Records from a data source:
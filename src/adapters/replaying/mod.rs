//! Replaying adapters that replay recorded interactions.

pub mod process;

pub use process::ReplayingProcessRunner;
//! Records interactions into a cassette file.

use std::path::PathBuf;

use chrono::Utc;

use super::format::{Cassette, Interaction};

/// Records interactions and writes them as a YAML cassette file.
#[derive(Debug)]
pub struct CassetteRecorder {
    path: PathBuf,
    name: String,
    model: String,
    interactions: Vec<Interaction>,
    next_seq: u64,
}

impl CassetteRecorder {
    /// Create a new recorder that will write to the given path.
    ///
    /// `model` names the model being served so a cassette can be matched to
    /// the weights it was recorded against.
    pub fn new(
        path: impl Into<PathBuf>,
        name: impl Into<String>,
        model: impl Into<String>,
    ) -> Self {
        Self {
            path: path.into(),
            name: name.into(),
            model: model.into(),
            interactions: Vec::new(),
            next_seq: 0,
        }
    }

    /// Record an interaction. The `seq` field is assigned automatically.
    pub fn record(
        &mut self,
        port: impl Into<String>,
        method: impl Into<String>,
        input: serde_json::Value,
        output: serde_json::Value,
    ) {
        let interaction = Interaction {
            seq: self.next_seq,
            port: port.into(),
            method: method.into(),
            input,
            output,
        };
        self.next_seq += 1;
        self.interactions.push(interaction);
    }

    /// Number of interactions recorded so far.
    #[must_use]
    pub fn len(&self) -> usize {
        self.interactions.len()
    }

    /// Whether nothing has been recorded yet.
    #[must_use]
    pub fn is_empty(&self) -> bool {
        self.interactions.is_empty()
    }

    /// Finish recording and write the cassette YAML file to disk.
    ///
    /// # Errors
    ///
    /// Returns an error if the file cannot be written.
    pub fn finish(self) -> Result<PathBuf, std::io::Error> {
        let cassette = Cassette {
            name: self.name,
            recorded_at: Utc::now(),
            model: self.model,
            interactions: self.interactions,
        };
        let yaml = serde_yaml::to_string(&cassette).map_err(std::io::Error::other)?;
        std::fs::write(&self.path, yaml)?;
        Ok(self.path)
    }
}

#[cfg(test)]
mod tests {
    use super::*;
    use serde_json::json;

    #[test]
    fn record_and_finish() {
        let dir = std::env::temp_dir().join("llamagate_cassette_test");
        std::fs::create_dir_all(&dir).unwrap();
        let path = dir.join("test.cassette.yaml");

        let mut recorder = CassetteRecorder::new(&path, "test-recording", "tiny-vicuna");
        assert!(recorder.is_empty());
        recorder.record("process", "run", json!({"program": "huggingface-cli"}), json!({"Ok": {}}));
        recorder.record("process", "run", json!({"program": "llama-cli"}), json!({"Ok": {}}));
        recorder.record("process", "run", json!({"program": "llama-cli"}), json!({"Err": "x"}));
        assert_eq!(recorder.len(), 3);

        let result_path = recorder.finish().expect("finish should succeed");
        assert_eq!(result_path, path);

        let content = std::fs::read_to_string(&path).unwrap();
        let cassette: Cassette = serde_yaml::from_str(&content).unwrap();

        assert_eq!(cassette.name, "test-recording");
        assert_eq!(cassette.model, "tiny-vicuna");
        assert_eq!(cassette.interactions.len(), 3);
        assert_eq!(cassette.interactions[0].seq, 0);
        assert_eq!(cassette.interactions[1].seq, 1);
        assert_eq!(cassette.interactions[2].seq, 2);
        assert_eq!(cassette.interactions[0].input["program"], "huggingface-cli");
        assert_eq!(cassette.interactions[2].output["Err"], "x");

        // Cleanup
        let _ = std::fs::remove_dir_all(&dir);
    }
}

--

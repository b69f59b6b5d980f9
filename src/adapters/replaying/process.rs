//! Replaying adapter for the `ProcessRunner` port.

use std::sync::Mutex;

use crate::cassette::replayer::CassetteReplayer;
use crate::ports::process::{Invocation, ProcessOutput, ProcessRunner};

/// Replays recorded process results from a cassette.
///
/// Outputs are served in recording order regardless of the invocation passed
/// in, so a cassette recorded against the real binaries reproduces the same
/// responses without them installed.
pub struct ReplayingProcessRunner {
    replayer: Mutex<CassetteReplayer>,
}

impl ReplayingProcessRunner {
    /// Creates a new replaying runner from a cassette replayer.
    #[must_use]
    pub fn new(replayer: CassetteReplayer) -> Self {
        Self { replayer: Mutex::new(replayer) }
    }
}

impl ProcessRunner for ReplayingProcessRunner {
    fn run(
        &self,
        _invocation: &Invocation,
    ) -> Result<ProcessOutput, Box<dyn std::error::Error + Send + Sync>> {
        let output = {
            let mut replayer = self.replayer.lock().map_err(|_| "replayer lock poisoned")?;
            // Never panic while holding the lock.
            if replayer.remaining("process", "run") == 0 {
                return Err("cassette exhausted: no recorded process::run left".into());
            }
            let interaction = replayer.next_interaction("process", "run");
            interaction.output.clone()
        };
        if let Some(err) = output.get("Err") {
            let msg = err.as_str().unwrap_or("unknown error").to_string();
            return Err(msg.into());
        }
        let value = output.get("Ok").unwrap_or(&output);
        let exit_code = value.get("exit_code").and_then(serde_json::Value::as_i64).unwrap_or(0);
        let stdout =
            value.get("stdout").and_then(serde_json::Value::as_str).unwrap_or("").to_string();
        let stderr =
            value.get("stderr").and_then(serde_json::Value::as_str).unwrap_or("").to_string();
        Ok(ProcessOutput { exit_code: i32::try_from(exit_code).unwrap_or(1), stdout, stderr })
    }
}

→ Exercise brief: Set down, exactly as they appear above, all lines from the one that has "self.interactions.len()" down to the one that has "assert_eq!(recorder.len(), 3);", including those two and no others.

→ Result for this task:
        self.interactions.len()
    }

    /// Whether nothing has been recorded yet.
    #[must_use]
    pub fn is_empty(&self) -> bool {
        self.interactions.is_empty()
    }

    /// Finish recording and write the cassette YAML file to disk.
    ///
    /// # Errors
    ///
    /// Returns an error if the file cannot be written.
    pub fn finish(self) -> Result<PathBuf, std::io::Error> {
        let cassette = Cassette {
            name: self.name,
            recorded_at: Utc::now(),
            model: self.model,
            interactions: self.interactions,
        };
        let yaml = serde_yaml::to_string(&cassette).map_err(std::io::Error::other)?;
        std::fs::write(&self.path, yaml)?;
        Ok(self.path)
    }
}

#[cfg(test)]
mod tests {
    use super::*;
    use serde_json::json;

    #[test]
    fn record_and_finish() {
        let dir = std::env::temp_dir().join("llamagate_cassette_test");
        std::fs::create_dir_all(&dir).unwrap();
        let path = dir.join("test.cassette.yaml");

        let mut recorder = CassetteRecorder::new(&path, "test-recording", "tiny-vicuna");
        assert!(recorder.is_empty());
        recorder.record("process", "run", json!({"program": "huggingface-cli"}), json!({"Ok": {}}));
        recorder.record("process", "run", json!({"program": "llama-cli"}), json!({"Ok": {}}));
        recorder.record("process", "run", json!({"program": "llama-cli"}), json!({"Err": "x"}));
        assert_eq!(recorder.len(), 3);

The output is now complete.